Shifting the focus from smart glasses as a novel technology, to smart glasses as a storytelling medium opens new design spaces. If we consider digital reconstructions and audiovisual augmentations (text, videos etc) as elements of the experience and not the experience itself, important questions with regards to linking the elements together arise. (Moreno, MacIntyre and Bolter 2001) write:  

“Often a new medium such as AR develops from the work of technical innovators. Initial research  focuses on the mechanics of the technology, while issues of effective use of the technology as a medium are often secondary. The new medium may enjoy some initial success as an entertainment form based completely on the novelty of the technology. In contrast, established media rarely depend solely on technology to provide a gratifying experience”. (in Moreno, MacIntyre and Bolter 2001, 149) 
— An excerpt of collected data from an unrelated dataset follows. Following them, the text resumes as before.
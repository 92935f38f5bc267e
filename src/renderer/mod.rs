//! Rendering module
//!
//! `hud` turns game state into overlay parameters; `canvas` draws them with a
//! 2D context on the web.

pub mod hud;

#[cfg(target_arch = "wasm32")]
pub mod canvas;

#[cfg(target_arch = "wasm32")]
pub use canvas::CanvasRenderer;
pub use hud::Overlays;
//! Score shop
//!
//! Opens automatically every 360 displayed score. While open the simulation is
//! frozen and score can be spent on upgrades.

use super::state::{GameEvent, GameState};
use crate::consts::FIRE_DELAY_FLOOR_MS;
use crate::error::PurchaseError;

/// Fire delay reduction per upgrade (ms)
const FIRE_DELAY_STEP_MS: u32 = 10;

/// Purchasable upgrades
#[derive(Debug, Clone, Copy, PartialEq, Eq)]
pub enum ShopItem {
    /// +1 max heart and a full heal
    ExtraHeart,
    /// Shorter delay between shots
    FasterFire,
}

impl ShopItem {
    pub const ALL: [ShopItem; 2] = [ShopItem::ExtraHeart, ShopItem::FasterFire];

    pub fn cost(self) -> u64 {
        match self {
            ShopItem::ExtraHeart => 100,
            ShopItem::FasterFire => 150,
        }
    }

    pub fn label(self) -> &'static str {
        match self {
            ShopItem::ExtraHeart => "+1 Heart",
            ShopItem::FasterFire => "Faster Fire",
        }
    }
}

/// Open the shop (freezes the simulation)
pub fn open_shop(state: &mut GameState) {
    if !state.shop.open {
        state.shop.open = true;
        state.emit(GameEvent::ShopOpened);
        log::info!("Shop opened at score {}", state.displayed_score());
    }
}

/// Close the shop and resume
pub fn close_shop(state: &mut GameState) {
    if state.shop.open {
        state.shop.open = false;
        state.paused = false;
        state.emit(GameEvent::ShopClosed);
    }
}

/// Buy an upgrade with score
pub fn purchase(state: &mut GameState, item: ShopItem) -> Result<(), PurchaseError> {
    if !state.shop.open {
        return Err(PurchaseError::ShopClosed);
    }
    if item == ShopItem::FasterFire && state.fire_delay_ms <= FIRE_DELAY_FLOOR_MS {
        return Err(PurchaseError::Maxed);
    }
    let cost = item.cost();
    if state.score < cost as f64 {
        return Err(PurchaseError::InsufficientScore {
            needed: cost,
            available: state.displayed_score(),
        });
    }

    state.score -= cost as f64;
    match item {
        ShopItem::ExtraHeart => {
            state.player.max_health += 1;
            state.player.health = state.player.max_health;
        }
        ShopItem::FasterFire => {
            state.fire_delay_ms = state
                .fire_delay_ms
                .saturating_sub(FIRE_DELAY_STEP_MS)
                .max(FIRE_DELAY_FLOOR_MS);
        }
    }
    log::info!("Bought {} for {}", item.label(), cost);
    Ok(())
}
They sought to explore AR as a storytelling medium by reimagining the Mad Hat tea party from Alice in Wonderland as a participatory AR experience. The user assumes the role of Alice and sits at the tea party wearing a first prototype of modern AR glasses through which they see three interactive characters sitting with them: the Mad Hatter, the Dormouse, and the March Hare. The user’s objective is to get directions to the garden, located somewhere in Wonderland. Each video-based character can perform a few gestures such as serving tea, or asking riddles.  The characters view the user as an interruption to the party already in progress. The unique character behaviour and their realistic interaction with the viewer creates a meaningful experience.  This was one of the first important works on narrative and AR.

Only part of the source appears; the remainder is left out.